Your assignment
Up to and including the line with "its own chip", please set down the entries below exactly, starting from the first line.

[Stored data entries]
****************************************

// This Source Code Form is subject to the terms of the Mozilla Public
// License, v. 2.0. If a copy of the MPL was not distributed with this
// file, You can obtain one at https://mozilla.org/MPL/2.0/.

//! Shared SPI bus between the configuration flash and the FPGA.
//!
//! Both parts hang off the same three SPI lines, each with its own chip
//! select. The FPGA also reads the flash over those lines when it
//! configures, which is why the pins can be released to high impedance
//! entirely.
//!
//! Every operation here is one or more complete transactions: exactly one
//! select is asserted (after deasserting the other), the bytes move, the bus
//! is flushed and the select is deasserted again. Nothing is left half-done
//! between calls.
//!
//! The flash part is expected to be a particular one. Until its JEDEC id has
//! been read back and matched (or the host has explicitly overridden the
//! check), erase and program are refused by the vendor layer; see
//! [`Arbiter::flash_unlocked`].

use byteorder::{BigEndian, ByteOrder};
use embedded_hal::spi::{Error as _, ErrorKind, SpiBus};

use crate::board::{Chip, SpiPins};
use crate::config::{FLASH_ADDRESS_LIMIT, FLASH_BUSY_BUDGET, FLASH_ID, FPGA_BOOT_BUDGET};
use crate::retry::{poll_until, Timeout};

/// Flash opcodes.
mod op {
    pub const PAGE_PROGRAM: u8 = 0x02;
    pub const READ: u8 = 0x03;
    pub const READ_STATUS: u8 = 0x05;
    pub const WRITE_ENABLE: u8 = 0x06;
    pub const SECTOR_ERASE: u8 = 0x20;
    pub const READ_ID: u8 = 0x9F;
    pub const RELEASE_POWER_DOWN: u8 = 0xAB;
    pub const BLOCK_ERASE: u8 = 0xD8;
}

const STATUS_BUSY: u8 = 1 << 0;

#[derive(Copy, Clone, Debug, PartialEq, Eq)]
#[cfg_attr(feature = "defmt", derive(defmt::Format))]
pub enum SpiError {
    Bus(ErrorKind),
    /// The flash stayed busy, or the FPGA never raised DONE.
    Timeout,
}

impl From<Timeout> for SpiError {
    fn from(_: Timeout) -> Self {
        Self::Timeout
    }
}

/// Whether erase and program may touch the flash.
#[derive(Copy, Clone, Debug, PartialEq, Eq)]
#[cfg_attr(feature = "defmt", derive(defmt::Format))]
pub enum Lockout {
    Unknown,
    /// The part answered with the expected id, or the host said to go ahead
    /// anyway.
    Verified,
}

pub struct Arbiter<B, P> {
    bus: B,
    pins: P,
    /// Chip whose select is currently asserted.
    owner: Option<Chip>,
    lockout: Lockout,
}

/// Opcode followed by a 24-bit big-endian address.
fn addressed(opcode: u8, address: u32) -> [u8; 4] {
    let mut header = [opcode, 0, 0, 0];
    BigEndian::write_u24(&mut header[1..], address & (FLASH_ADDRESS_LIMIT - 1));
    header
}

impl<B: SpiBus<u8>, P: SpiPins> Arbiter<B, P> {
    /// Takes the bus in the released state.
    pub fn new(bus: B, mut pins: P) -> Self {
        pins.release();
        Self {
            bus,
            pins,
            owner: None,
            lockout: Lockout::Unknown,
        }
    }

    pub fn owner(&self) -> Option<Chip> {
        self.owner
    }

    pub fn lockout(&self) -> Lockout {
        self.lockout
    }

    pub fn engage(&mut self) {
        self.pins.select(Chip::Flash, false);
        self.pins.select(Chip::Fpga, false);
        self.owner = None;
        self.pins.engage();
    }

    pub fn release(&mut self) {
        self.pins.select(Chip::Flash, false);
        self.pins.select(Chip::Fpga, false);
        self.owner = None;
        self.pins.release();
    }

    fn transaction<T>(
        &mut self,
        chip: Chip,
        body: impl FnOnce(&mut B) -> Result<T, B::Error>,
    ) -> Result<T, SpiError> {
        self.pins.select(chip.other(), false);
        self.pins.select(chip, true);
        self.owner = Some(chip);

        let result = match body(&mut self.bus) {
            Ok(v) => self.bus.flush().map(|()| v),
            Err(e) => Err(e),
        };

        self.pins.select(chip, false);
        self.owner = None;
        result.map_err(|e| SpiError::Bus(e.kind()))
    }

    /// Wakes the flash from deep power-down and reads its 24-bit JEDEC id.
    pub fn read_id(&mut self) -> Result<u32, SpiError> {
        self.transaction(Chip::Flash, |bus| bus.write(&[op::RELEASE_POWER_DOWN]))?;
        self.pins.delay_us(20);

        let mut id = [op::READ_ID, 0, 0, 0];
        self.transaction(Chip::Flash, |bus| bus.transfer_in_place(&mut id))?;
        Ok(BigEndian::read_u24(&id[1..]))
    }

    pub fn status(&mut self) -> Result<u8, SpiError> {
        let mut status = [op::READ_STATUS, 0];
        self.transaction(Chip::Flash, |bus| bus.transfer_in_place(&mut status))?;
        Ok(status[1])
    }

    /// Polls the status register until the busy bit clears.
    pub fn wait_busy(&mut self) -> Result<(), SpiError> {
        let mut fault = None;
        let outcome = poll_until(FLASH_BUSY_BUDGET, || match self.status() {
            Ok(status) => status & STATUS_BUSY == 0,
            Err(e) => {
                fault = Some(e);
                true
            }
        });
        if let Some(e) = fault {
            return Err(e);
        }
        if outcome.is_err() {
            warn!("flash stuck busy");
        }
        outcome?;
        Ok(())
    }

    pub fn write_enable(&mut self) -> Result<(), SpiError> {
        self.transaction(Chip::Flash, |bus| bus.write(&[op::WRITE_ENABLE]))?;
        self.pins.delay_us(10);
        Ok(())
    }

    fn erase(&mut self, opcode: u8, address: u32) -> Result<(), SpiError> {
        self.write_enable()?;
        let header = addressed(opcode, address);
        self.transaction(Chip::Flash, |bus| bus.write(&header))?;
        self.wait_busy()
    }

    /// Erases the 4 KiB sector containing `address`.
    pub fn erase_sector(&mut self, address: u32) -> Result<(), SpiError> {
        self.erase(op::SECTOR_ERASE, address)
    }

    /// Erases the 64 KiB block containing `address`.
    pub fn erase_block(&mut self, address: u32) -> Result<(), SpiError> {
        self.erase(op::BLOCK_ERASE, address)
    }

    pub fn read(&mut self, address: u32, buf: &mut [u8]) -> Result<(), SpiError> {
        let header = addressed(op::READ, address);
        self.transaction(Chip::Flash, |bus| {
            bus.write(&header)?;
            bus.read(buf)
        })
    }

    /// Programs `data` starting at `address`. Page wrap-around is the part's
    /// business; callers keep to one page.
    pub fn program(&mut self, address: u32, data: &[u8]) -> Result<(), SpiError> {
        self.write_enable()?;
        let header = addressed(op::PAGE_PROGRAM, address);
        self.transaction(Chip::Flash, |bus| {
            bus.write(&header)?;
            bus.write(data)
        })?;
        self.wait_busy()
    }

    /// Full-duplex exchange with `chip`, replacing `buf` with what came back.
    pub fn exchange(&mut self, chip: Chip, buf: &mut [u8]) -> Result<(), SpiError> {
        self.engage();
        self.transaction(chip, |bus| bus.transfer_in_place(buf))
    }

    /// Pulls PROG low, restarting FPGA configuration. Unless `halt`, PROG is
    /// released again after the minimum pulse.
    pub fn fpga_prog(&mut self, halt: bool) {
        self.pins.set_fpga_prog(false);
        if !halt {
            self.pins.delay_ms(2);
            self.pins.set_fpga_prog(true);
        }
    }

    /// Waits for the FPGA to finish configuring, then takes the bus back.
    pub fn fpga_wait_boot(&mut self) -> Result<(), SpiError> {
        let pins = &self.pins;
        if let Err(e) = poll_until(FPGA_BOOT_BUDGET, || pins.fpga_done()) {
            warn!("fpga did not come up");
            return Err(e.into());
        }
        self.pins.delay_ms(1);
        self.engage();
        Ok(())
    }

    /// Reads the flash id, marking the part verified if it is the expected
    /// one. A mismatch leaves the lockout as it was.
    pub fn identify(&mut self) -> Result<u32, SpiError> {
        let id = self.read_id()?;
        if id == FLASH_ID {
            if self.lockout != Lockout::Verified {
                info!("flash {=u32:x} verified", id);
            }
            self.lockout = Lockout::Verified;
        } else {
            warn!("unexpected flash id {=u32:x}", id);
        }
        Ok(id)
    }

    /// Whether the flash may be erased or programmed. The first call after
    /// a power change identifies the part; later calls are free.
    pub fn flash_unlocked(&mut self) -> Result<bool, SpiError> {
        if self.lockout == Lockout::Unknown {
            self.identify()?;
        }
        Ok(self.lockout == Lockout::Verified)
    }

    pub fn override_lockout(&mut self) {
        warn!("flash lockout overridden");
        self.lockout = Lockout::Verified;
    }

    pub fn reset_lockout(&mut self) {
        self.lockout = Lockout::Unknown;
    }
}

#[cfg(test)]
mod tests {
    use super::*;
    use crate::mock::{self, MockBus, MockPins};
    use std::cell::RefCell;
    use std::rc::Rc;

    fn arbiter() -> (Arbiter<MockBus, MockPins>, Rc<RefCell<mock::FlashSim>>) {
        let (bus, pins, sim) = mock::spi();
        let id = FLASH_ID.to_be_bytes();
        sim.borrow_mut().id = [id[1], id[2], id[3]];
        (Arbiter::new(bus, pins), sim)
    }

    #[test]
    fn id_is_big_endian_after_wakeup() {
        let (mut spi, sim) = arbiter();
        sim.borrow_mut().id = [0xC2, 0x20, 0x13];
        assert_eq!(spi.read_id(), Ok(0xC2_2013));
        let sim = sim.borrow();
        assert_eq!(sim.opcodes, [0xAB, 0x9F]);
        assert_eq!(sim.delay_ns, 20_000);
    }

    #[test]
    fn lockout_follows_id() {
        let (mut spi, sim) = arbiter();
        sim.borrow_mut().id = [0xEF, 0x40, 0x18];
        assert_eq!(spi.flash_unlocked(), Ok(false));
        // Still unknown, so every check tries again.
        assert_eq!(spi.flash_unlocked(), Ok(false));
        assert_eq!(sim.borrow().count(0x9F), 2);

        spi.override_lockout();
        assert_eq!(spi.flash_unlocked(), Ok(true));
        assert_eq!(sim.borrow().count(0x9F), 2);
    }

    #[test]
    fn bus_fault_while_identifying_is_reported() {
        let (mut spi, sim) = arbiter();
        sim.borrow_mut().bus_fault = true;
        assert_eq!(spi.flash_unlocked(), Err(SpiError::Bus(ErrorKind::Other)));
        assert_eq!(spi.lockout(), Lockout::Unknown);

        sim.borrow_mut().bus_fault = false;
        assert_eq!(spi.flash_unlocked(), Ok(true));
    }

    #[test]
    fn program_then_read_back() {
        let (mut spi, sim) = arbiter();
        spi.engage();
        spi.erase_sector(0x1000).unwrap();
        spi.program(0x1010, b"bitstream").unwrap();
        let mut buf = [0; 12];
        spi.read(0x100E, &mut buf).unwrap();
        assert_eq!(&buf, b"\xFF\xFFbitstream\xFF");
        assert_eq!(
            sim.borrow().opcodes.iter().filter(|&&o| o != 0x05).copied().collect::<Vec<_>>(),
            [0x06, 0x20, 0x06, 0x02, 0x03]
        );
        assert_eq!(spi.owner(), None);
    }

    #[test]
    fn program_without_write_enable_is_ignored_by_part() {
        let (mut spi, sim) = arbiter();
        let header = addressed(op::PAGE_PROGRAM, 0);
        spi.transaction(Chip::Flash, |bus| {
            bus.write(&header)?;
            bus.write(&[0])
        })
        .unwrap();
        assert_eq!(sim.borrow().memory[0], 0xFF);
    }

    #[test]
    fn erase_times_out_when_stuck_busy() {
        let (mut spi, sim) = arbiter();
        sim.borrow_mut().busy_polls = None;
        assert_eq!(spi.erase_block(0), Err(SpiError::Timeout));
        assert_eq!(sim.borrow().count(0x05), FLASH_BUSY_BUDGET as usize + 1);
    }

    #[test]
    fn fpga_exchange_only_selects_fpga() {
        let (mut spi, sim) = arbiter();
        let mut buf = [0x00, 0x5A, 0xFF];
        spi.exchange(Chip::Fpga, &mut buf).unwrap();
        assert_eq!(buf, [0xFF, 0xA5, 0x00]);
        let sim = sim.borrow();
        assert_eq!(sim.fpga_bytes, [0x00, 0x5A, 0xFF]);
        assert!(sim.opcodes.is_empty());
        assert!(sim.engaged);
        assert!(!sim.fpga_selected);
    }

    #[test]
    fn addresses_are_24_bit() {
        assert_eq!(addressed(0x03, 0x12_3456), [0x03, 0x12, 0x34, 0x56]);
        assert_eq!(addressed(0x03, 0x0100_0001), [0x03, 0, 0, 1]);
    }

    #[test]
    fn fpga_prog_pulse() {
        let (mut spi, sim) = arbiter();
        spi.fpga_prog(true);
        assert!(!sim.borrow().prog_high);
        assert_eq!(sim.borrow().delay_ns, 0);
        spi.fpga_prog(false);
        assert!(sim.borrow().prog_high);
        assert_eq!(sim.borrow().delay_ns, 2_000_000);
    }
}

****************************************

Solved problem
// This Source Code Form is subject to the terms of the Mozilla Public
// License, v. 2.0. If a copy of the MPL was not distributed with this
// file, You can obtain one at https://mozilla.org/MPL/2.0/.

//! Shared SPI bus between the configuration flash and the FPGA.
//!
//! Both parts hang off the same three SPI lines, each with its own chip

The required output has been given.